The Washington Post

Molly Smith signs on to spread Broadway wings with ‘Velocity of Autumn’

Molly Smith, the artistic director of Arena Stage, in April 2011. Smith has agreed to direct Eric Coble’s two-character play ‘The Velocity of Autumn’ in hopes that the project will find an available Broadway house as well as financing. This would be Smith’s Broadway directing debut. (Bill O'Leary/WASHINGTON POST)

If all goes as planned, a high-profile Washington stage director will be making her Broadway debut this spring, shepherding a new play by a dramatist who will also be having his freshman experience on American theater’s most visible platform.

Molly Smith, Arena Stage’s artistic director, has signed on to direct Eric Coble’s “The Velocity of Autumn,” a two-character play that is to star Estelle Parsons and Stephen Spinella, said the show’s lead producer, Larry Kaye. The piece tells the story of an angry 80-year-old Brooklyn artist who barricades herself in her brownstone and threatens to blow herself up.

The deal is not yet a sure thing, however. “The Velocity of Autumn” still must find an available Broadway house, and the financing for the multimillion-dollar venture is not yet in place — two of the guarantors of an opening night. Kaye, a Bethesda-based producer who has invested in other Broadway shows, such as “American Idiot” and the revival of “How to Succeed in Business Without Really Trying,” says he is at the beginning of the process of finding others who will put money into the venture.

Still, the retention of a major New York theater public-relations firm, the Hartman Group, and the casting of the Oscar-winning Parsons (for “Bonnie and Clyde”) and Tony-winner Spinella (for “Angels in America”) are significant steps in the project’s development. In addition to announcing Smith’s hiring, Kaye also disclosed that the design team will consist of Eugene Lee on sets, Howell Binkley on lighting, Linda Cho for costumes and Darren L. West for sound design.

“There are very few women who have the opportunity to direct on Broadway, and I think it’s a beautiful, brilliant new play,” Smith said by phone from Arena, where she’s in rehearsals for a revival of “My Fair Lady,’’ beginning performances Nov. 2. “And to have the opportunity to work with all of these superb artists and designers is a real thrill for me.”

Smith directed a piece by the Five Lesbian Brothers off-Broadway before becoming Arena’s artistic director. And although productions that have started at Arena ended up on Broadway, such as the Moises Kaufman-directed “33 Variations,” Smith has not yet broken into the circle of experienced directors with Broadway on their résumés.

“I’ve always been a huge fan of Molly Smith,” says Kaye, a lawyer with a longtime theatergoing habit who has been attending plays at Arena all his life. “She’s a talented director who gets the deep relationships that exist between people.’’

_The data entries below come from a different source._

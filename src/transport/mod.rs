//! Outbound capability towards the MQTT broker
//!
//! The service never speaks MQTT itself. Notifications and forced disconnects
//! go through a [`Transport`], which may be absent: an unset
//! [`TransportHandle`] turns every call into a logged no-op.

mod broker;

pub use broker::{BrokerConfig, BrokerHttpTransport};

use async_trait::async_trait;
use std::sync::Arc;
use thiserror::Error;
use tracing::debug;

#[derive(Debug, Error)]
pub enum TransportError {
    #[error("broker request failed: {0}")]
    Request(String),

    #[error("broker rejected request with status {status}: {body}")]
    Rejected { status: u16, body: String },
}

#[async_trait]
pub trait Transport: Send + Sync {
    /// Publish `payload` to `topic` on behalf of the server
    async fn publish(&self, topic: &str, payload: &[u8]) -> Result<(), TransportError>;

    /// Drop the broker session of `client_id`. Unknown clients are not an error.
    async fn disconnect(&self, client_id: &str) -> Result<(), TransportError>;
}

/// Optional transport, set once at wiring time
#[derive(Clone, Default)]
pub struct TransportHandle {
    inner: Option<Arc<dyn Transport>>,
}

impl TransportHandle {
    pub fn unset() -> Self {
        Self { inner: None }
    }

    pub fn new(transport: Arc<dyn Transport>) -> Self {
        Self {
            inner: Some(transport),
        }
    }

    pub fn is_set(&self) -> bool {
        self.inner.is_some()
    }

    pub async fn publish(&self, topic: &str, payload: &[u8]) -> Result<(), TransportError> {
        match &self.inner {
            Some(t) => t.publish(topic, payload).await,
            None => {
                debug!(topic = %topic, "No transport configured, dropping publish");
                Ok(())
            }
        }
    }

    pub async fn disconnect(&self, client_id: &str) -> Result<(), TransportError> {
        match &self.inner {
            Some(t) => t.disconnect(client_id).await,
            None => {
                debug!(client_id = %client_id, "No transport configured, skipping disconnect");
                Ok(())
            }
        }
    }
}

impl From<Arc<dyn Transport>> for TransportHandle {
    fn from(transport: Arc<dyn Transport>) -> Self {
        Self::new(transport)
    }
}
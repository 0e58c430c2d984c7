//! Connection records and staleness eviction
//!
//! Every device that currently holds a role has one record in the
//! `connections` hash. The record is created by role assignment, refreshed
//! by heartbeats and broker connect/disconnect events, and removed by
//! release, takeover or the staleness sweep.

use crate::auth::Role;
use crate::keys;
use crate::roles::{Assignment, RoleHolder};
use crate::storage::{from_value, to_value, KeyedStore, StorageError, Transaction};
use chrono::{DateTime, Utc};
use serde::{Deserialize, Serialize};
use serde_json::Value;
use std::sync::Arc;
use std::time::Duration;
use tracing::{debug, info, warn};
use uuid::Uuid;

#[derive(Debug, Clone, PartialEq, Serialize, Deserialize)]
pub struct ConnectionRecord {
    pub user_id: Uuid,
    pub username: String,
    pub role: Role,
    /// Credential the device was issued with this role
    pub jti: String,
    pub connected_at: DateTime<Utc>,
    /// Last heartbeat or broker event
    pub last_ping: DateTime<Utc>,
    #[serde(default, skip_serializing_if = "Option::is_none")]
    pub disconnected_at: Option<DateTime<Utc>>,
}

impl ConnectionRecord {
    pub fn new(user_id: Uuid, username: &str, role: Role, jti: &str, now: DateTime<Utc>) -> Self {
        Self {
            user_id,
            username: username.to_string(),
            role,
            jti: jti.to_string(),
            connected_at: now,
            last_ping: now,
            disconnected_at: None,
        }
    }

    pub fn is_stale(&self, now: DateTime<Utc>, threshold: Duration) -> bool {
        match (now - self.last_ping).to_std() {
            Ok(age) => age > threshold,
            // last_ping in the future
            Err(_) => false,
        }
    }
}

/// Result of one sweep pass
#[derive(Debug, Default, Clone, PartialEq)]
pub struct SweepReport {
    pub evicted: Vec<String>,
    pub roles_released: usize,
}

#[derive(Clone)]
pub struct ConnectionTracker {
    store: Arc<dyn KeyedStore>,
    max_attempts: u32,
}

impl ConnectionTracker {
    pub fn new(store: Arc<dyn KeyedStore>) -> Self {
        Self {
            store,
            max_attempts: 5,
        }
    }

    pub fn with_max_attempts(mut self, attempts: u32) -> Self {
        self.max_attempts = attempts.max(1);
        self
    }

    pub async fn get(&self, client_id: &str) -> Result<Option<ConnectionRecord>, StorageError> {
        match self.store.hash_get(keys::CONNECTIONS, client_id).await? {
            Some(value) => Ok(Some(from_value(value)?)),
            None => Ok(None),
        }
    }

    /// All records that still decode; corrupt entries are skipped
    pub async fn all(&self) -> Result<Vec<(String, ConnectionRecord)>, StorageError> {
        Ok(self
            .raw_records()
            .await?
            .into_iter()
            .map(|(id, _, record)| (id, record))
            .collect())
    }

    async fn raw_records(&self) -> Result<Vec<(String, Value, ConnectionRecord)>, StorageError> {
        let entries = self.store.hash_get_all(keys::CONNECTIONS).await?;
        let mut records = Vec::with_capacity(entries.len());
        for (client_id, value) in entries {
            match from_value::<ConnectionRecord>(value.clone()) {
                Ok(record) => records.push((client_id, value, record)),
                Err(e) => warn!(client_id = %client_id, error = %e, "Skipping unreadable connection record"),
            }
        }
        Ok(records)
    }

    /// Guarded read-modify-write of one record. Returns false if absent.
    async fn update<F>(&self, client_id: &str, mut apply: F) -> Result<bool, StorageError>
    where
        F: FnMut(&mut ConnectionRecord) + Send,
    {
        for _ in 0..self.max_attempts {
            let Some(raw) = self.store.hash_get(keys::CONNECTIONS, client_id).await? else {
                return Ok(false);
            };
            let mut record: ConnectionRecord = from_value(raw.clone())?;
            apply(&mut record);

            let tx = Transaction::new()
                .expect_field(keys::CONNECTIONS, client_id, Some(raw))
                .hash_put(keys::CONNECTIONS, client_id, to_value(&record)?);

            match self.store.commit(tx).await {
                Ok(()) => return Ok(true),
                Err(e) if e.is_conflict() => continue,
                Err(e) => return Err(e),
            }
        }
        Err(StorageError::Conflict(format!("{}/{}", keys::CONNECTIONS, client_id)))
    }

    /// Refresh last-ping. False when the device holds no connection record.
    pub async fn heartbeat(&self, client_id: &str, now: DateTime<Utc>) -> Result<bool, StorageError> {
        let found = self
            .update(client_id, |record| {
                record.last_ping = now;
            })
            .await?;
        debug!(client_id = %client_id, found, "Heartbeat");
        Ok(found)
    }

    pub async fn mark_connected(&self, client_id: &str, at: DateTime<Utc>) -> Result<bool, StorageError> {
        self.update(client_id, |record| {
            record.last_ping = at;
            record.disconnected_at = None;
        })
        .await
    }

    /// The record stays; staleness is measured from the disconnect
    pub async fn mark_disconnected(&self, client_id: &str, at: DateTime<Utc>) -> Result<bool, StorageError> {
        self.update(client_id, |record| {
            record.last_ping = at;
            record.disconnected_at = Some(at);
        })
        .await
    }

    /// Remove every record silent for longer than `threshold` and release the
    /// roles they hold, as a single transaction. The whole pass is retried
    /// when a concurrent write touches any of the same entries.
    pub async fn sweep_stale(
        &self,
        now: DateTime<Utc>,
        threshold: Duration,
    ) -> Result<SweepReport, StorageError> {
        for attempt in 1..=self.max_attempts {
            let stale: Vec<_> = self
                .raw_records()
                .await?
                .into_iter()
                .filter(|(_, _, record)| record.is_stale(now, threshold))
                .collect();

            if stale.is_empty() {
                return Ok(SweepReport::default());
            }

            let mut tx = Transaction::new();
            let mut report = SweepReport::default();

            for (client_id, raw, record) in stale {
                tx = tx
                    .expect_field(keys::CONNECTIONS, &client_id, Some(raw))
                    .hash_delete(keys::CONNECTIONS, &client_id);

                let roles_key = keys::roles(&record.user_id);
                let role_field = record.role.as_str();
                if let Some(raw) = self.store.hash_get(&roles_key, role_field).await? {
                    let held = from_value::<Assignment>(raw.clone())
                        .map(|a| a.client_id == client_id)
                        .unwrap_or(false);
                    if held {
                        tx = tx
                            .expect_field(&roles_key, role_field, Some(raw))
                            .hash_delete(&roles_key, role_field);
                        report.roles_released += 1;
                    }
                }

                let holders_key = keys::role_holders(record.role);
                let user_field = record.user_id.to_string();
                if let Some(raw) = self.store.hash_get(&holders_key, &user_field).await? {
                    let held = from_value::<RoleHolder>(raw.clone())
                        .map(|h| h.client_id == client_id)
                        .unwrap_or(false);
                    if held {
                        tx = tx
                            .expect_field(&holders_key, &user_field, Some(raw))
                            .hash_delete(&holders_key, &user_field);
                    }
                }

                report.evicted.push(client_id);
            }

            match self.store.commit(tx).await {
                Ok(()) => {
                    info!(
                        evicted = report.evicted.len(),
                        roles_released = report.roles_released,
                        "Evicted stale connections"
                    );
                    return Ok(report);
                }
                Err(e) if e.is_conflict() => {
                    debug!(attempt, "Sweep raced a concurrent update, retrying");
                }
                Err(e) => return Err(e),
            }
        }
        Err(StorageError::Conflict(keys::CONNECTIONS.to_string()))
    }
}
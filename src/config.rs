//! Runtime configuration shared by every component

use std::fmt;
use std::time::Duration;

const HOUR: Duration = Duration::from_secs(60 * 60);
const DAY: Duration = Duration::from_secs(24 * 60 * 60);

/// Service tuning, built from CLI/env in `main` and from `Default` in tests
#[derive(Clone)]
pub struct ServiceConfig {
    /// HMAC key for account and device credentials
    pub token_secret: Vec<u8>,
    /// Lifetime of an account session credential
    pub account_ttl: Duration,
    /// Remaining lifetime under which an account credential is refreshed
    pub account_buffer: Duration,
    /// Lifetime of a device session credential
    pub device_ttl: Duration,
    /// TTL applied to role assignment hashes
    pub assignment_ttl: Duration,
    /// TTL of per-user device sequence counters
    pub sequence_ttl: Duration,
    /// First topic segment of every device topic
    pub topic_prefix: String,
    pub sweep_interval: Duration,
    /// A connection silent for longer than this is evicted
    pub stale_after: Duration,
    /// Attempts before a contended role assignment gives up
    pub assign_attempts: u32,
    /// Broker disconnect attempts per kick
    pub disconnect_attempts: u32,
    pub disconnect_backoff: Duration,
}

impl Default for ServiceConfig {
    fn default() -> Self {
        Self {
            token_secret: b"rolegate-development-secret".to_vec(),
            account_ttl: 7 * DAY,
            account_buffer: DAY,
            device_ttl: DAY,
            assignment_ttl: DAY,
            sequence_ttl: DAY,
            topic_prefix: "nfc_relay".to_string(),
            sweep_interval: Duration::from_secs(5 * 60),
            stale_after: Duration::from_secs(10 * 60),
            assign_attempts: 5,
            disconnect_attempts: 3,
            disconnect_backoff: Duration::from_millis(500),
        }
    }
}

impl ServiceConfig {
    pub fn with_secret(mut self, secret: impl Into<Vec<u8>>) -> Self {
        self.token_secret = secret.into();
        self
    }

    /// Parse a duration like `30s`, `10m`, `24h`, `7d` or plain seconds
    pub fn parse_duration(value: &str) -> Option<Duration> {
        let value = value.trim();
        let split = value
            .find(|c: char| !c.is_ascii_digit())
            .unwrap_or(value.len());
        let (digits, unit) = value.split_at(split);
        let n: u64 = digits.parse().ok()?;
        let unit = match unit {
            "" | "s" => Duration::from_secs(1),
            "m" => Duration::from_secs(60),
            "h" => HOUR,
            "d" => DAY,
            _ => return None,
        };
        unit.checked_mul(u32::try_from(n).ok()?)
    }
}

impl fmt::Debug for ServiceConfig {
    fn fmt(&self, f: &mut fmt::Formatter<'_>) -> fmt::Result {
        f.debug_struct("ServiceConfig")
            .field("token_secret", &"[REDACTED]")
            .field("account_ttl", &self.account_ttl)
            .field("account_buffer", &self.account_buffer)
            .field("device_ttl", &self.device_ttl)
            .field("assignment_ttl", &self.assignment_ttl)
            .field("topic_prefix", &self.topic_prefix)
            .field("sweep_interval", &self.sweep_interval)
            .field("stale_after", &self.stale_after)
            .finish_non_exhaustive()
    }
}
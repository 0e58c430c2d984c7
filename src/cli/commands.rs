//! CLI command definitions

use clap::{Args, Parser, Subcommand, ValueEnum};
use rolegate::config::ServiceConfig;
use std::time::Duration;

#[derive(Parser)]
#[command(name = "rolegate")]
#[command(about = "Device credentials, role arbitration and broker ACL webhooks", long_about = None)]
#[command(version)]
pub struct Cli {
    #[command(subcommand)]
    pub command: Commands,

    /// Backing store
    #[arg(long, value_enum, env = "ROLEGATE_STORE", default_value = "postgres", global = true)]
    pub store: StoreKind,

    /// Database URL (postgres store)
    #[arg(long, env = "DATABASE_URL", global = true)]
    pub database_url: Option<String>,

    /// Credential signing secret
    #[arg(long, env = "ROLEGATE_SECRET", global = true, hide_env_values = true)]
    pub secret: Option<String>,
}

#[derive(Clone, Copy, Debug, PartialEq, Eq, ValueEnum)]
pub enum StoreKind {
    /// In-process, lost on exit
    Memory,
    Postgres,
}

#[derive(Subcommand)]
pub enum Commands {
    /// Start the webhook and REST server
    Serve(ServeArgs),

    /// Issue an account session credential
    ///
    /// Example:
    ///   rolegate account-token --user-id 3f0c... --username alice
    AccountToken {
        #[arg(long)]
        user_id: uuid::Uuid,

        #[arg(long)]
        username: String,
    },

    /// Release every role of a user and revoke their device credentials
    RevokeUser {
        #[arg(long)]
        user_id: uuid::Uuid,
    },

    /// List a user's active sessions
    Sessions {
        #[arg(long)]
        user_id: uuid::Uuid,
    },

    /// Initialize the database schema
    Init,
}

#[derive(Args)]
pub struct ServeArgs {
    /// Address to bind to
    #[arg(short, long, default_value = "0.0.0.0:8888", env = "ROLEGATE_BIND")]
    pub bind: String,

    /// First topic segment of every device topic
    #[arg(long, default_value = "nfc_relay", env = "ROLEGATE_TOPIC_PREFIX")]
    pub topic_prefix: String,

    /// Account credential lifetime (e.g. 7d)
    #[arg(long, default_value = "7d", value_parser = parse_duration, env = "ROLEGATE_ACCOUNT_TTL")]
    pub account_ttl: Duration,

    /// Remaining account lifetime that triggers a refresh
    #[arg(long, default_value = "1d", value_parser = parse_duration, env = "ROLEGATE_ACCOUNT_BUFFER")]
    pub account_buffer: Duration,

    /// Device credential lifetime
    #[arg(long, default_value = "24h", value_parser = parse_duration, env = "ROLEGATE_DEVICE_TTL")]
    pub device_ttl: Duration,

    /// TTL of role assignment records
    #[arg(long, default_value = "24h", value_parser = parse_duration, env = "ROLEGATE_ASSIGNMENT_TTL")]
    pub assignment_ttl: Duration,

    #[arg(long, default_value = "5m", value_parser = parse_duration, env = "ROLEGATE_SWEEP_INTERVAL")]
    pub sweep_interval: Duration,

    /// Connections silent for longer are evicted
    #[arg(long, default_value = "10m", value_parser = parse_duration, env = "ROLEGATE_STALE_AFTER")]
    pub stale_after: Duration,

    /// Broker management API, e.g. http://emqx:18083
    #[arg(long, env = "ROLEGATE_BROKER_URL")]
    pub broker_url: Option<String>,

    #[arg(long, env = "ROLEGATE_BROKER_API_KEY", default_value = "")]
    pub broker_api_key: String,

    #[arg(long, env = "ROLEGATE_BROKER_API_SECRET", default_value = "", hide_env_values = true)]
    pub broker_api_secret: String,
}

impl ServeArgs {
    pub fn service_config(&self, secret: Vec<u8>) -> ServiceConfig {
        ServiceConfig {
            token_secret: secret,
            account_ttl: self.account_ttl,
            account_buffer: self.account_buffer,
            device_ttl: self.device_ttl,
            assignment_ttl: self.assignment_ttl,
            topic_prefix: self.topic_prefix.clone(),
            sweep_interval: self.sweep_interval,
            stale_after: self.stale_after,
            ..ServiceConfig::default()
        }
    }
}

fn parse_duration(s: &str) -> Result<Duration, String> {
    ServiceConfig::parse_duration(s)
        .ok_or_else(|| format!("Invalid duration: {}. Use e.g. 30s, 10m, 24h, 7d", s))
}
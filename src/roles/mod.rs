//! Role assignment store and conflict resolution
//!
//! Each (user, role) pair is held by at most one device. State per pair:
//!
//! ```text
//! Unassigned -> Assigned(A) -> Assigned(B) -> Unassigned
//!                          takeover      release / sweep
//! ```
//!
//! All transitions are a single guarded transaction over the assignment,
//! the reverse index, the connection records and the new holder's registry
//! entry. A takeover also enqueues a [`KickNotification`] for the evicted
//! device in the same transaction; its credential is revoked later by the
//! kick worker.

use crate::auth::{
    ActiveSession, DeviceClaims, DeviceClientId, InvalidClientId, Role, SessionKind, SessionRegistry,
};
use crate::config::ServiceConfig;
use crate::keys;
use crate::storage::{from_value, to_value, KeyedStore, StorageError, Transaction};
use crate::tracker::{ConnectionRecord, ConnectionTracker};
use chrono::{DateTime, Utc};
use serde::{Deserialize, Serialize};
use serde_json::{Map, Value};
use std::sync::Arc;
use std::time::Duration;
use thiserror::Error;
use tracing::{debug, info};
use uuid::Uuid;

/// Reason attached to takeover kicks
pub const REASON_ROLE_TAKEN: &str = "role_taken_by_another_device";

/// Free-form description supplied by the device (model, os, app version...)
pub type DeviceInfo = Map<String, Value>;

#[derive(Debug, Error)]
pub enum RoleError {
    #[error(transparent)]
    Storage(#[from] StorageError),

    #[error(transparent)]
    InvalidClientId(#[from] InvalidClientId),

    #[error("role assignment still contended after {attempts} attempts")]
    Contended { attempts: u32 },
}

/// Current holder of a (user, role) pair, stored in `roles:<user>`
#[derive(Debug, Clone, PartialEq, Serialize, Deserialize)]
pub struct Assignment {
    pub user_id: Uuid,
    pub client_id: String,
    pub jti: String,
    #[serde(default)]
    pub device_info: DeviceInfo,
    pub assigned_at: DateTime<Utc>,
}

/// Reverse index entry, stored in `role-holders:<role>` under the user id
#[derive(Debug, Clone, PartialEq, Serialize, Deserialize)]
pub struct RoleHolder {
    pub user_id: Uuid,
    pub client_id: String,
    pub assigned_at: DateTime<Utc>,
}

/// Queued when a device loses its role to another device
#[derive(Debug, Clone, PartialEq, Serialize, Deserialize)]
pub struct KickNotification {
    pub target_client_id: String,
    pub kicker_client_id: String,
    pub user_id: Uuid,
    pub role: Role,
    /// Credential of the evicted device, captured with the eviction
    #[serde(default)]
    pub jti: Option<String>,
    pub reason: String,
    pub timestamp: DateTime<Utc>,
}

/// The device currently blocking an assignment
#[derive(Debug, Clone, PartialEq, Serialize, Deserialize)]
pub struct ConflictDevice {
    pub client_id: String,
    pub device_model: String,
    pub connected_at: DateTime<Utc>,
    pub last_activity: DateTime<Utc>,
    #[serde(default)]
    pub device_info: DeviceInfo,
}

#[derive(Debug, Clone, PartialEq, Serialize, Deserialize)]
pub struct ConflictCheck {
    pub has_conflict: bool,
    #[serde(skip_serializing_if = "Option::is_none")]
    pub conflict_device: Option<ConflictDevice>,
    pub can_force_kick: bool,
}

impl ConflictCheck {
    fn clear() -> Self {
        Self {
            has_conflict: false,
            conflict_device: None,
            can_force_kick: false,
        }
    }

    fn blocked_by(device: ConflictDevice) -> Self {
        Self {
            has_conflict: true,
            conflict_device: Some(device),
            can_force_kick: true,
        }
    }
}

#[derive(Debug, Clone)]
pub struct AssignRequest {
    /// Credential the device will use while holding the role. Its registry
    /// entry is written by the assignment itself.
    pub claims: DeviceClaims,
    pub device_info: DeviceInfo,
    pub force_takeover: bool,
}

#[derive(Debug, Clone, PartialEq)]
pub enum AssignOutcome {
    /// The candidate now holds the role; `evicted` names the kicked device
    Assigned { evicted: Option<String> },
    /// Another device holds the role and takeover was not requested
    Conflict(ConflictDevice),
}

#[derive(Clone)]
pub struct RoleAssignments {
    store: Arc<dyn KeyedStore>,
    registry: SessionRegistry,
    tracker: ConnectionTracker,
    assignment_ttl: Duration,
    sequence_ttl: Duration,
    max_attempts: u32,
}

impl RoleAssignments {
    pub fn new(
        store: Arc<dyn KeyedStore>,
        registry: SessionRegistry,
        tracker: ConnectionTracker,
        config: &ServiceConfig,
    ) -> Self {
        Self {
            store,
            registry,
            tracker,
            assignment_ttl: config.assignment_ttl,
            sequence_ttl: config.sequence_ttl,
            max_attempts: config.assign_attempts.max(1),
        }
    }

    /// Allocate the next device client id for a user's role
    pub async fn next_client_id(
        &self,
        user_id: &Uuid,
        username: &str,
        role: Role,
    ) -> Result<DeviceClientId, RoleError> {
        let seq = self
            .store
            .increment(&keys::sequence(user_id, role), self.sequence_ttl)
            .await?;
        let seq = u32::try_from(seq)
            .map_err(|_| StorageError::Serialization(format!("sequence {} out of range", seq)))?;
        Ok(DeviceClientId::new(username, role, seq)?)
    }

    pub async fn holder(&self, user_id: &Uuid, role: Role) -> Result<Option<Assignment>, RoleError> {
        match self.store.hash_get(&keys::roles(user_id), role.as_str()).await? {
            Some(value) => Ok(Some(from_value(value)?)),
            None => Ok(None),
        }
    }

    /// Every role the user currently holds
    pub async fn assignments(&self, user_id: &Uuid) -> Result<Vec<(Role, Assignment)>, RoleError> {
        let mut held = Vec::new();
        for (field, value) in self.store.hash_get_all(&keys::roles(user_id)).await? {
            if let Ok(role) = field.parse::<Role>() {
                held.push((role, from_value(value)?));
            }
        }
        held.sort_by_key(|(role, _)| *role);
        Ok(held)
    }

    /// Reverse index: who holds `role`, per user
    pub async fn holders(&self, role: Role) -> Result<Vec<RoleHolder>, RoleError> {
        self.store
            .hash_get_all(&keys::role_holders(role))
            .await?
            .into_iter()
            .map(|(_, value)| from_value(value).map_err(RoleError::from))
            .collect()
    }

    async fn describe(&self, assignment: &Assignment) -> Result<ConflictDevice, RoleError> {
        let record = self.tracker.get(&assignment.client_id).await?;
        let (connected_at, last_activity) = match record {
            Some(r) => (r.connected_at, r.last_ping),
            None => (assignment.assigned_at, assignment.assigned_at),
        };
        let device_model = assignment
            .device_info
            .get("device_model")
            .and_then(Value::as_str)
            .unwrap_or("unknown")
            .to_string();

        Ok(ConflictDevice {
            client_id: assignment.client_id.clone(),
            device_model,
            connected_at,
            last_activity,
            device_info: assignment.device_info.clone(),
        })
    }

    /// Would giving `role` to `candidate` displace another device?
    pub async fn check_conflict(
        &self,
        user_id: &Uuid,
        role: Role,
        candidate: &str,
    ) -> Result<ConflictCheck, RoleError> {
        match self.holder(user_id, role).await? {
            Some(current) if current.client_id != candidate => {
                Ok(ConflictCheck::blocked_by(self.describe(&current).await?))
            }
            _ => Ok(ConflictCheck::clear()),
        }
    }

    /// Give the request's role to its device and register its credential.
    ///
    /// A different current holder is either reported (no force) or evicted
    /// in the same transaction that installs the candidate, so the evicted
    /// credential is always registered by the time its kick is read. Lost
    /// races are retried from a fresh read.
    pub async fn assign_role(&self, req: &AssignRequest) -> Result<AssignOutcome, RoleError> {
        let claims = &req.claims;
        let user_id = claims.user_id;
        let role = claims.client_id.role();
        let candidate = claims.client_id.as_str();
        let roles_key = keys::roles(&user_id);
        let holders_key = keys::role_holders(role);
        let user_field = user_id.to_string();
        let session = ActiveSession::for_claims(claims);

        for attempt in 1..=self.max_attempts {
            let now = Utc::now();

            let current_raw = self.store.hash_get(&roles_key, role.as_str()).await?;
            let current: Option<Assignment> = current_raw.clone().map(from_value).transpose()?;
            let holder_raw = self.store.hash_get(&holders_key, &user_field).await?;

            let (evicted, superseded) = match current {
                Some(a) if a.client_id != candidate => {
                    if !req.force_takeover {
                        return Ok(AssignOutcome::Conflict(self.describe(&a).await?));
                    }
                    (Some(a), None)
                }
                // Same device asking again: its older credential is replaced
                Some(a) if a.jti != claims.jti => (None, Some(a.jti)),
                _ => (None, None),
            };

            let mut tx = Transaction::new()
                .expect_field(&roles_key, role.as_str(), current_raw)
                .expect_field(&holders_key, &user_field, holder_raw);

            if let Some(prev) = &evicted {
                let conn_raw = self.store.hash_get(keys::CONNECTIONS, &prev.client_id).await?;
                let jti = conn_raw
                    .clone()
                    .and_then(|raw| from_value::<ConnectionRecord>(raw).ok())
                    .filter(|r| r.user_id == user_id)
                    .map(|r| r.jti)
                    .unwrap_or_else(|| prev.jti.clone());

                let kick = KickNotification {
                    target_client_id: prev.client_id.clone(),
                    kicker_client_id: candidate.to_string(),
                    user_id,
                    role,
                    jti: Some(jti),
                    reason: REASON_ROLE_TAKEN.to_string(),
                    timestamp: now,
                };

                tx = tx
                    .expect_field(keys::CONNECTIONS, &prev.client_id, conn_raw)
                    .enqueue(keys::KICK_QUEUE, to_value(&kick)?)
                    .hash_delete(keys::CONNECTIONS, &prev.client_id);
            }

            if let Some(old_jti) = &superseded {
                tx = tx.delete(keys::active(SessionKind::Device, &user_id, old_jti));
            }

            let assignment = Assignment {
                user_id,
                client_id: candidate.to_string(),
                jti: claims.jti.clone(),
                device_info: req.device_info.clone(),
                assigned_at: now,
            };
            let holder = RoleHolder {
                user_id,
                client_id: candidate.to_string(),
                assigned_at: now,
            };
            let record = ConnectionRecord::new(
                user_id,
                claims.client_id.username(),
                role,
                &claims.jti,
                now,
            );

            tx = tx
                .put(session.key(), to_value(&session)?, Some(session.remaining(now)))
                .hash_put(&roles_key, role.as_str(), to_value(&assignment)?)
                .hash_put(&holders_key, &user_field, to_value(&holder)?)
                .hash_put(keys::CONNECTIONS, candidate, to_value(&record)?)
                .expire(&roles_key, self.assignment_ttl)
                .expire(&holders_key, self.assignment_ttl);

            match self.store.commit(tx).await {
                Ok(()) => {
                    let evicted = evicted.map(|a| a.client_id);
                    info!(
                        user_id = %user_id,
                        role = %role,
                        client_id = %candidate,
                        evicted = ?evicted,
                        "Role assigned"
                    );
                    return Ok(AssignOutcome::Assigned { evicted });
                }
                Err(e) if e.is_conflict() => {
                    debug!(user_id = %user_id, role = %role, attempt, "Assignment raced, retrying");
                }
                Err(e) => return Err(e.into()),
            }
        }

        Err(RoleError::Contended {
            attempts: self.max_attempts,
        })
    }

    /// Release `role` if `client_id` still holds it, dropping its connection
    /// record and revoking its credential. False if someone else holds it.
    pub async fn release(
        &self,
        user_id: &Uuid,
        role: Role,
        client_id: &str,
    ) -> Result<bool, RoleError> {
        let roles_key = keys::roles(user_id);
        let holders_key = keys::role_holders(role);
        let user_field = user_id.to_string();

        for attempt in 1..=self.max_attempts {
            let Some(raw) = self.store.hash_get(&roles_key, role.as_str()).await? else {
                return Ok(false);
            };
            let assignment: Assignment = from_value(raw.clone())?;
            if assignment.client_id != client_id {
                return Ok(false);
            }

            let mut tx = Transaction::new()
                .expect_field(&roles_key, role.as_str(), Some(raw))
                .hash_delete(&roles_key, role.as_str())
                .hash_delete(keys::CONNECTIONS, client_id);

            if let Some(holder_raw) = self.store.hash_get(&holders_key, &user_field).await? {
                let same = from_value::<RoleHolder>(holder_raw.clone())
                    .map(|h| h.client_id == client_id)
                    .unwrap_or(false);
                if same {
                    tx = tx
                        .expect_field(&holders_key, &user_field, Some(holder_raw))
                        .hash_delete(&holders_key, &user_field);
                }
            }

            match self.store.commit(tx).await {
                Ok(()) => {
                    self.registry
                        .revoke(SessionKind::Device, user_id, &assignment.jti)
                        .await?;
                    info!(user_id = %user_id, role = %role, client_id = %client_id, "Role released");
                    return Ok(true);
                }
                Err(e) if e.is_conflict() => {
                    debug!(user_id = %user_id, role = %role, attempt, "Release raced, retrying");
                }
                Err(e) => return Err(e.into()),
            }
        }

        Err(RoleError::Contended {
            attempts: self.max_attempts,
        })
    }
}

Those skills are what made Kaye think Smith would be right for “The Velocity of Autumn,” which is to detail the confrontation between Parsons’s Alexandra and Spinella as her estranged youngest son, Chris, who sneaks into the house where his mother, irate over the indignities of old age, has surrounded herself with molotov cocktails.

Although a precise spring timetable still depends on the availability of a theater, Smith says she has no directorial conflicts around that time at Arena.

Coble, a playwright and screenwriter who was born in Scotland and is based in Cleveland, has had his work produced at theaters off-Broadway and across the country; in 2003, his “Bright Ideas” was produced at the Contemporary American Theater Festival in Shepherdstown, W.Va., and soon after at MCC Theater in New York. “The Velocity of Autumn” first was produced last year at Idaho’s Boise Contemporary Theater and then this year at Cleveland’s Beck Center for the Arts.

It was on the basis of what he saw in Cleveland that Kaye decided to pursue a New York path for “Velocity.” And when Parsons traveled to Washington a few months ago for a reading of the play, the path was set. Not only had Coble written the play with Parsons in mind, Kaye explained, but there were also the rewards, too, of what the actress did with the part even in informal surroundings.

“I’ve never seen anyone attack a reading like she did,” he said.

Peter Marks joined the Washington Post as its chief theater critic in 2002. Prior to that he worked for nine years at the New York Times, on the culture, metropolitan and national desks, and spent about four years as its off-Broadway drama critic.